Il secondo principio, non per importanza ovviamente, è quello di laicità. In un’epoca come quella attuale di grandi migrazioni che fanno convivere in uno stesso luogo culture e tradizioni differenti, il principio di laicità diventa essenziale. E lo diventa non solo nel suo più alto significato di separazione fra Stato e Chiesa (intesa come gerarchia) e di distinzione fra secolarizzazione e religiosità ma anche come capacità di abbandono di dogmi, di fanatismo e di fondamentalismo, in particolare religiosi. La laicità dunque come principio di governo della propria vita che rinvia all’autonomia soggettiva e si sostanzia nel potere di autodeterminazione di se stesse e se stessi (si veda a qs proposito l’elaborazione del gruppo europeo di IFE sulla laicità coordinato da Soad Baba Aissa e Nina Sankari rispettivamente franco-algerina e polacca, www.ifeitalia.eu). Un principio di laicità così inteso non potrebbe considerare accettabile una cultura che non riconosce i diritti delle donne come diritti universali svelando i rischi ed i pericoli di un multiculturalismo superficiale.

Risignificare in questa prospettiva eguaglianza e laicità aiuterebbe non solo la costruzione, su un piano politico-culturale, di un nuovo senso comune ma potrebbe addirittura rivelarsi utile nel ripensare, in un quadro di diritti certi, le politiche locali in materia di servizi alla persona.

Infine gli strumenti.
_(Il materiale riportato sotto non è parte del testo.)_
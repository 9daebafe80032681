// Record Types - the typed ledger graph
//
// Manager → Client → BankAction → Pay, each level owning the next exclusively.
// Records are built once by the model builder and only read afterwards:
// fields are private and there are no mutators.

pub mod action;
pub mod client;
pub mod manager;
pub mod pay;

pub use action::{ActionKind, ActionStatus, BankAction};
pub use client::Client;
pub use manager::Manager;
pub use pay::Pay;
Ne indico due, una pratica ed un sentimento.

La pratica è quella dell’educazione popolare intesa come percorso di formazione ed autoformazione permanente e collettiva per “redistribuire” il potere della conoscenza e della consapevolezza di sé e del mondo.

Il sentimento è quello dell’empatia intesa non solo nella capacità di “mettersi nei panni dell’altra/o” ma nella sua dimensione politica che , come propone la giurista Martha Nussbaum, ci fa capaci di costruire “salda comunanza” e ci costringe ad imparare a “prenderci cura” di noi stesse/i e del mondo.